I'm working on building footprint extraction from aerial imagery. I have a baseline segmentation model based on EfficientNet-B7 U-Net, which performs reasonably well on my test areas. I wanted to explore whether a YOLO segmentation approach could provide competitive results, so I fine-tuned a YOLO11 segmentation model.

The results, however, are significantly worse than my U-Net baseline, and I'm trying to understand whether this is expected, whether I'm using the model incorrectly, or what I should try next.

Dataset Task: single-class building footprint extraction Imagery: high-resolution aerial/satellite imagery (~50 cm GSD) Training images: 891 for fine tuning, I have used 12k for pre training the model) Validation images: 156 (for fine tuning, I have used 2155 for pre training the model)

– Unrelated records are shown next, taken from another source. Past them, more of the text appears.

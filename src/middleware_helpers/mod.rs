pub mod request_id;

pub use request_id::request_id_middleware;
use crate::{
    db::{lower_like, DbPool},
    entities::{
        product::{self, Entity as Product},
        review::{self, Entity as Review, Model as ReviewModel},
        user::{self, Entity as User},
    },
    errors::ServiceError,
    events::{Event, EventSender},
    services::catalog::map_unique_violation,
};
use chrono::NaiveDate;
use sea_orm::{
    sea_query::{Condition, Expr},
    ActiveModelTrait, ColumnTrait, EntityTrait, JoinType, ModelTrait, PaginatorTrait,
    QueryFilter, QueryOrder, QuerySelect, RelationTrait, Set,
};
use serde::{Deserialize, Serialize};
use std::collections::HashMap;
use std::sync::Arc;
use tracing::{info, instrument};
use validator::Validate;

/// Input for submitting a review. One review per user and product.
#[derive(Debug, Deserialize, Validate)]
pub struct CreateReviewInput {
    pub product_id: i64,
    #[validate(range(min = 1, max = 5, message = "Rating must be between 1 and 5"))]
    pub rating: i32,
    #[validate(length(min = 1, max = 2000, message = "Comment must be between 1 and 2000 characters"))]
    pub comment: String,
}

/// Filters for the administrative review table.
#[derive(Debug, Default, Deserialize)]
pub struct ReviewAdminFilter {
    pub is_moderated: Option<bool>,
    pub rating: Option<i32>,
    pub tech_type_id: Option<i64>,
    pub created_from: Option<NaiveDate>,
    pub created_to: Option<NaiveDate>,
    pub search: Option<String>,
}

/// A review with the author's username resolved for display.
#[derive(Debug, Serialize)]
pub struct ReviewWithAuthor {
    pub review: ReviewModel,
    pub username: String,
}

/// Administrative listing row: the review plus resolved author and product
/// names.
#[derive(Debug, Serialize)]
pub struct ReviewAdminRow {
    pub review: ReviewModel,
    pub username: String,
    pub product_name: String,
}

/// Product reviews: submission, public listing per product, deletion by the
/// author or staff, and the moderation workflow.
#[derive(Clone)]
pub struct ReviewService {
    db_pool: Arc<DbPool>,
    event_sender: Arc<EventSender>,
}

impl ReviewService {
    pub fn new(db_pool: Arc<DbPool>, event_sender: Arc<EventSender>) -> Self {
        Self {
            db_pool,
            event_sender,
        }
    }

    /// Submits a review for an active product. New reviews start
    /// unmoderated; a second review for the same product is a conflict.
    #[instrument(skip(self, input), fields(user_id = user_id, product_id = input.product_id))]
    pub async fn create_review(
        &self,
        user_id: i64,
        input: CreateReviewInput,
    ) -> Result<ReviewModel, ServiceError> {
        input.validate()?;
        let db = &*self.db_pool;

        Product::find_by_id(input.product_id)
            .filter(product::Column::IsActive.eq(true))
            .one(db)
            .await?
            .ok_or_else(|| {
                ServiceError::NotFound(format!("Product {} not found", input.product_id))
            })?;

        User::find_by_id(user_id)
            .one(db)
            .await?
            .ok_or_else(|| ServiceError::NotFound(format!("User {} not found", user_id)))?;

        let review = review::ActiveModel {
            user_id: Set(user_id),
            product_id: Set(input.product_id),
            rating: Set(input.rating),
            comment: Set(input.comment),
            ..Default::default()
        };
        let review = review
            .insert(db)
            .await
            .map_err(|e| map_unique_violation(e, "You have already reviewed this product"))?;

        self.event_sender
            .send_or_log(Event::ReviewSubmitted {
                review_id: review.id,
                product_id: review.product_id,
            })
            .await;

        info!(
            review_id = review.id,
            product_id = review.product_id,
            rating = review.rating,
            "Submitted review"
        );
        Ok(review)
    }

    /// Reviews of an active product, newest first, with author usernames.
    pub async fn list_for_product(
        &self,
        product_id: i64,
        page: u64,
        per_page: u64,
    ) -> Result<(Vec<ReviewWithAuthor>, u64), ServiceError> {
        let db = &*self.db_pool;

        Product::find_by_id(product_id)
            .filter(product::Column::IsActive.eq(true))
            .one(db)
            .await?
            .ok_or_else(|| ServiceError::NotFound(format!("Product {} not found", product_id)))?;

        let paginator = Review::find()
            .filter(review::Column::ProductId.eq(product_id))
            .order_by_desc(review::Column::CreatedAt)
            .order_by_desc(review::Column::Id)
            .paginate(db, per_page);

        let total = paginator.num_items().await?;
        let reviews = paginator.fetch_page(page.saturating_sub(1)).await?;

        let rows = self.with_usernames(reviews).await?;
        Ok((rows, total))
    }

    pub async fn get_review(&self, review_id: i64) -> Result<ReviewModel, ServiceError> {
        Review::find_by_id(review_id)
            .one(&*self.db_pool)
            .await?
            .ok_or_else(|| ServiceError::NotFound(format!("Review {} not found", review_id)))
    }

    /// Deletes a review. Only the author or staff may do this.
    #[instrument(skip(self), fields(review_id = review_id, user_id = user_id))]
    pub async fn delete_review(
        &self,
        review_id: i64,
        user_id: i64,
        is_staff: bool,
    ) -> Result<(), ServiceError> {
        let review = self.get_review(review_id).await?;
        if !is_staff && review.user_id != user_id {
            return Err(ServiceError::Forbidden(
                "Only the author or staff can delete a review".to_string(),
            ));
        }

        review.delete(&*self.db_pool).await?;

        self.event_sender
            .send_or_log(Event::ReviewDeleted { review_id })
            .await;

        info!(review_id = review_id, "Deleted review");
        Ok(())
    }

    /// Flags a set of reviews as moderated (or not) in one statement and
    /// reports how many rows changed.
    #[instrument(skip(self, ids), fields(count = ids.len(), moderated = moderated))]
    pub async fn moderate_bulk(
        &self,
        ids: &[i64],
        moderated: bool,
    ) -> Result<u64, ServiceError> {
        if ids.is_empty() {
            return Ok(0);
        }
        let db = &*self.db_pool;

        let found: Vec<i64> = Review::find()
            .filter(review::Column::Id.is_in(ids.to_vec()))
            .all(db)
            .await?
            .into_iter()
            .map(|r| r.id)
            .collect();

        let result = Review::update_many()
            .col_expr(review::Column::IsModerated, Expr::value(moderated))
            .filter(review::Column::Id.is_in(found.clone()))
            .exec(db)
            .await?;

        for review_id in found {
            self.event_sender
                .send_or_log(Event::ReviewModerated {
                    review_id,
                    approved: moderated,
                })
                .await;
        }

        info!(
            affected = result.rows_affected,
            moderated = moderated,
            "Bulk-moderated reviews"
        );
        Ok(result.rows_affected)
    }

    /// Administrative listing with moderation and rating filters, a tech
    /// type filter through the product, and free-text search over author,
    /// product name and comment.
    #[instrument(skip(self, filter))]
    pub async fn admin_list(
        &self,
        filter: ReviewAdminFilter,
        page: u64,
        per_page: u64,
    ) -> Result<(Vec<ReviewAdminRow>, u64), ServiceError> {
        let db = &*self.db_pool;

        let mut query = Review::find();
        let mut product_joined = false;

        if let Some(moderated) = filter.is_moderated {
            query = query.filter(review::Column::IsModerated.eq(moderated));
        }
        if let Some(rating) = filter.rating {
            query = query.filter(review::Column::Rating.eq(rating));
        }
        if let Some(tech_type_id) = filter.tech_type_id {
            query = query
                .join(JoinType::InnerJoin, review::Relation::Product.def())
                .filter(product::Column::TechTypeId.eq(tech_type_id));
            product_joined = true;
        }
        if let Some(from) = filter.created_from {
            query = query.filter(
                review::Column::CreatedAt
                    .gte(from.and_hms_opt(0, 0, 0).unwrap_or_default().and_utc()),
            );
        }
        if let Some(to) = filter.created_to {
            query = query.filter(
                review::Column::CreatedAt
                    .lte(to.and_hms_opt(23, 59, 59).unwrap_or_default().and_utc()),
            );
        }

        if let Some(term) = filter
            .search
            .as_deref()
            .map(str::trim)
            .filter(|t| !t.is_empty())
        {
            let pattern = format!("%{}%", term.to_lowercase());
            if !product_joined {
                query = query.join(JoinType::LeftJoin, review::Relation::Product.def());
            }
            query = query
                .join(JoinType::LeftJoin, review::Relation::User.def())
                .filter(
                    Condition::any()
                        .add(lower_like((user::Entity, user::Column::Username), &pattern))
                        .add(lower_like((product::Entity, product::Column::Name), &pattern))
                        .add(lower_like(
                            (review::Entity, review::Column::Comment),
                            &pattern,
                        )),
                );
        }

        let paginator = query
            .order_by_desc(review::Column::CreatedAt)
            .order_by_desc(review::Column::Id)
            .paginate(db, per_page);

        let total = paginator.num_items().await?;
        let reviews = paginator.fetch_page(page.saturating_sub(1)).await?;

        let product_ids: Vec<i64> = reviews.iter().map(|r| r.product_id).collect();
        let product_names: HashMap<i64, String> = if product_ids.is_empty() {
            HashMap::new()
        } else {
            Product::find()
                .filter(product::Column::Id.is_in(product_ids))
                .all(db)
                .await?
                .into_iter()
                .map(|p| (p.id, p.name))
                .collect()
        };

        let with_authors = self.with_usernames(reviews).await?;
        let rows = with_authors
            .into_iter()
            .map(|row| {
                let product_name = product_names
                    .get(&row.review.product_id)
                    .cloned()
                    .unwrap_or_default();
                ReviewAdminRow {
                    product_name,
                    username: row.username,
                    review: row.review,
                }
            })
            .collect();

        Ok((rows, total))
    }

    async fn with_usernames(
        &self,
        reviews: Vec<ReviewModel>,
    ) -> Result<Vec<ReviewWithAuthor>, ServiceError> {
        let user_ids: Vec<i64> = reviews.iter().map(|r| r.user_id).collect();
        let usernames: HashMap<i64, String> = if user_ids.is_empty() {
            HashMap::new()
        } else {
            User::find()
                .filter(user::Column::Id.is_in(user_ids))
                .all(&*self.db_pool)
                .await?
                .into_iter()
                .map(|u| (u.id, u.username))
                .collect()
        };

        Ok(reviews
            .into_iter()
            .map(|review| {
                let username = usernames.get(&review.user_id).cloned().unwrap_or_default();
                ReviewWithAuthor { review, username }
            })
            .collect())
    }
}

#[cfg(test)]
mod tests {
    use super::*;

    fn input(rating: i32, comment: &str) -> CreateReviewInput {
        CreateReviewInput {
            product_id: 1,
            rating,
            comment: comment.to_string(),
        }
    }

    #[test]
    fn rating_must_be_between_one_and_five() {
        assert!(input(0, "too low").validate().is_err());
        assert!(input(6, "too high").validate().is_err());
        assert!(input(1, "ok").validate().is_ok());
        assert!(input(5, "ok").validate().is_ok());
    }

    #[test]
    fn comment_cannot_be_empty() {
        assert!(input(4, "").validate().is_err());
    }
}
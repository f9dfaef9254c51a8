//! Integration tests for product reviews and favorites.

mod common;

use axum::http::{Method, StatusCode};
use common::{body_json, TestApp};
use rust_decimal_macros::dec;
use serde_json::json;

#[tokio::test]
async fn reviews_are_submitted_listed_and_aggregated() {
    let app = TestApp::new().await;
    let (_, token) = app.register("reviewer").await;
    let seed = app.seed_catalog("REV-1", dec!(299.00)).await;

    let response = app
        .request(
            Method::POST,
            "/api/v1/reviews",
            Some(json!({
                "product_id": seed.product_id,
                "rating": 4,
                "comment": "Solid build, quiet fans.",
            })),
            Some(&token),
        )
        .await;
    assert_eq!(response.status(), StatusCode::CREATED);
    let body = body_json(response).await;
    assert_eq!(body["data"]["username"], json!("reviewer"));
    assert_eq!(body["data"]["is_moderated"], json!(false));

    // Fresh reviews are listed before any moderation happens
    let response = app
        .request(
            Method::GET,
            &format!("/api/v1/reviews?product_id={}", seed.product_id),
            None,
            None,
        )
        .await;
    assert_eq!(response.status(), StatusCode::OK);
    let body = body_json(response).await;
    assert_eq!(body["data"]["total"], json!(1));
    assert_eq!(body["data"]["items"][0]["rating"], json!(4));

    // The aggregate shows up on the product detail
    let response = app
        .request(
            Method::GET,
            &format!("/api/v1/products/{}", seed.product_id),
            None,
            None,
        )
        .await;
    let body = body_json(response).await;
    assert_eq!(body["data"]["review_count"], json!(1));
    assert_eq!(body["data"]["average_rating"], json!(4.0));

    let response = app.request(Method::GET, "/api/v1/reviews", None, None).await;
    assert_eq!(response.status(), StatusCode::BAD_REQUEST);
}

#[tokio::test]
async fn review_constraints_are_enforced() {
    let app = TestApp::new().await;
    let (_, token) = app.register("strict").await;
    let seed = app.seed_catalog("REV-2", dec!(150.00)).await;

    for rating in [0, 6] {
        let response = app
            .request(
                Method::POST,
                "/api/v1/reviews",
                Some(json!({
                    "product_id": seed.product_id,
                    "rating": rating,
                    "comment": "out of range",
                })),
                Some(&token),
            )
            .await;
        assert_eq!(
            response.status(),
            StatusCode::BAD_REQUEST,
            "rating {rating} should be rejected"
        );
    }

    let payload = json!({
        "product_id": seed.product_id,
        "rating": 5,
        "comment": "First impressions are great.",
    });
    let response = app
        .request(Method::POST, "/api/v1/reviews", Some(payload.clone()), Some(&token))
        .await;
    assert_eq!(response.status(), StatusCode::CREATED);

    // One review per user and product
    let response = app
        .request(Method::POST, "/api/v1/reviews", Some(payload), Some(&token))
        .await;
    assert_eq!(response.status(), StatusCode::CONFLICT);

    let response = app
        .request(
            Method::POST,
            "/api/v1/reviews",
            Some(json!({"product_id": 999_999, "rating": 3, "comment": "ghost"})),
            Some(&token),
        )
        .await;
    assert_eq!(response.status(), StatusCode::NOT_FOUND);

    let response = app
        .request(
            Method::POST,
            "/api/v1/reviews",
            Some(json!({"product_id": seed.product_id, "rating": 3, "comment": "anon"})),
            None,
        )
        .await;
    assert_eq!(response.status(), StatusCode::UNAUTHORIZED);
}

#[tokio::test]
async fn reviews_are_deleted_by_author_or_staff() {
    let app = TestApp::new().await;
    let (_, author_token) = app.register("author").await;
    let (_, other_token) = app.register("bystander").await;
    let (_, staff_token) = app.seed_staff("moderator").await;
    let seed = app.seed_catalog("REV-3", dec!(80.00)).await;

    let response = app
        .request(
            Method::POST,
            "/api/v1/reviews",
            Some(json!({"product_id": seed.product_id, "rating": 2, "comment": "meh"})),
            Some(&author_token),
        )
        .await;
    let review_id = body_json(response).await["data"]["id"].as_i64().unwrap();

    let response = app
        .request(
            Method::DELETE,
            &format!("/api/v1/reviews/{review_id}"),
            None,
            Some(&other_token),
        )
        .await;
    assert_eq!(response.status(), StatusCode::FORBIDDEN);

    let response = app
        .request(
            Method::DELETE,
            &format!("/api/v1/reviews/{review_id}"),
            None,
            Some(&staff_token),
        )
        .await;
    assert_eq!(response.status(), StatusCode::NO_CONTENT);

    let response = app
        .request(
            Method::DELETE,
            &format!("/api/v1/reviews/{review_id}"),
            None,
            Some(&staff_token),
        )
        .await;
    assert_eq!(response.status(), StatusCode::NOT_FOUND);
}

#[tokio::test]
async fn favorites_lifecycle() {
    let app = TestApp::new().await;
    let (user_id, token) = app.register("collector").await;
    let seed = app.seed_catalog("FAV-1", dec!(45.00)).await;

    let response = app
        .request(
            Method::POST,
            "/api/v1/favorites",
            Some(json!({"product_id": seed.product_id})),
            Some(&token),
        )
        .await;
    assert_eq!(response.status(), StatusCode::CREATED);
    let body = body_json(response).await;
    assert_eq!(body["data"]["user_id"], json!(user_id));
    let favorite_id = body["data"]["id"].as_i64().unwrap();

    let response = app
        .request(
            Method::POST,
            "/api/v1/favorites",
            Some(json!({"product_id": seed.product_id})),
            Some(&token),
        )
        .await;
    assert_eq!(response.status(), StatusCode::CONFLICT);

    let response = app
        .request(Method::GET, "/api/v1/favorites", None, Some(&token))
        .await;
    let body = body_json(response).await;
    let items = body["data"].as_array().unwrap();
    assert_eq!(items.len(), 1);
    assert_eq!(items[0]["product"]["id"], json!(seed.product_id));

    let response = app
        .request(
            Method::DELETE,
            &format!("/api/v1/favorites/{favorite_id}"),
            None,
            Some(&token),
        )
        .await;
    assert_eq!(response.status(), StatusCode::NO_CONTENT);

    let response = app
        .request(Method::GET, "/api/v1/favorites", None, Some(&token))
        .await;
    let body = body_json(response).await;
    assert!(body["data"].as_array().unwrap().is_empty());

    let response = app
        .request(
            Method::DELETE,
            &format!("/api/v1/favorites/{favorite_id}"),
            None,
            Some(&token),
        )
        .await;
    assert_eq!(response.status(), StatusCode::NOT_FOUND);
}

#[tokio::test]
async fn favorites_are_private_to_their_owner() {
    let app = TestApp::new().await;
    let (_, owner_token) = app.register("fav_owner").await;
    let (_, other_token) = app.register("fav_other").await;
    let seed = app.seed_catalog("FAV-2", dec!(66.00)).await;

    let response = app
        .request(
            Method::POST,
            "/api/v1/favorites",
            Some(json!({"product_id": seed.product_id})),
            Some(&owner_token),
        )
        .await;
    let favorite_id = body_json(response).await["data"]["id"].as_i64().unwrap();

    let response = app
        .request(
            Method::DELETE,
            &format!("/api/v1/favorites/{favorite_id}"),
            None,
            Some(&other_token),
        )
        .await;
    assert_eq!(response.status(), StatusCode::FORBIDDEN);

    let response = app
        .request(Method::GET, "/api/v1/favorites", None, Some(&other_token))
        .await;
    let body = body_json(response).await;
    assert!(body["data"].as_array().unwrap().is_empty());

    let response = app.request(Method::GET, "/api/v1/favorites", None, None).await;
    assert_eq!(response.status(), StatusCode::UNAUTHORIZED);

    let response = app
        .request(
            Method::POST,
            "/api/v1/favorites",
            Some(json!({"product_id": 999_999})),
            Some(&other_token),
        )
        .await;
    assert_eq!(response.status(), StatusCode::NOT_FOUND);
}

The model was initialized from weights previously trained on a large building footprint dataset and then fine-tuned on my local dataset.

Training configuration

Model: YOLO11m-seg Epochs: 100 Best epoch: 78 Image size: 640 Batch size: 16 Initial LR: 0.0005 Cosine scheduler: enabled Mosaic: 0.5 Rotation augmentation: ±90° Horizontal flip: disabled Vertical flip: disabled Patience: 20

Best validation metrics

Box metrics: mAP50 = 0.6438 mAP50-95 = 0.3894

Mask metrics: mAP50 = 0.6345 mAP50-95 = 0.3236

Precision(M) = 0.7436 Recall(M) = 0.5957

Inference observations

One thing that concerns me is that I need to use a very low confidence threshold during inference:

confidence_threshold = 0.05

to obtain what I would consider reasonable predictions. This feels unusually low to me, but perhaps that's normal for this type of application.

On an independent test set, the EfficientNet-B7 U-Net significantly outperforms YOLO-seg. Visually: enter image description here

enter image description here enter image description here enter image description here Ground truth = white EfficientNet-U-Net prediction = red YOLO prediction = green

(see attached image)

The U-Net predictions are substantially more complete and better aligned with building footprints.

Is this level of performance degradation expected when moving from semantic segmentation (U-Net) to YOLO instance segmentation for building footprint extraction? Does the need for a confidence threshold of 0.05 suggest a calibration problem, overfitting, or something else? Are there training parameters that stand out as problematic?

Are there remote sensing-specific tricks for YOLO segmentation that I should consider?

I'd really appreciate suggestions from anyone who has successfully used YOLO-based instance segmentation for building footprint extraction or similar geospatial tasks.

Also, if there are additional diagnostics, metrics, visualizations, or training details that would help identify the problem, please let me know and I'll add them.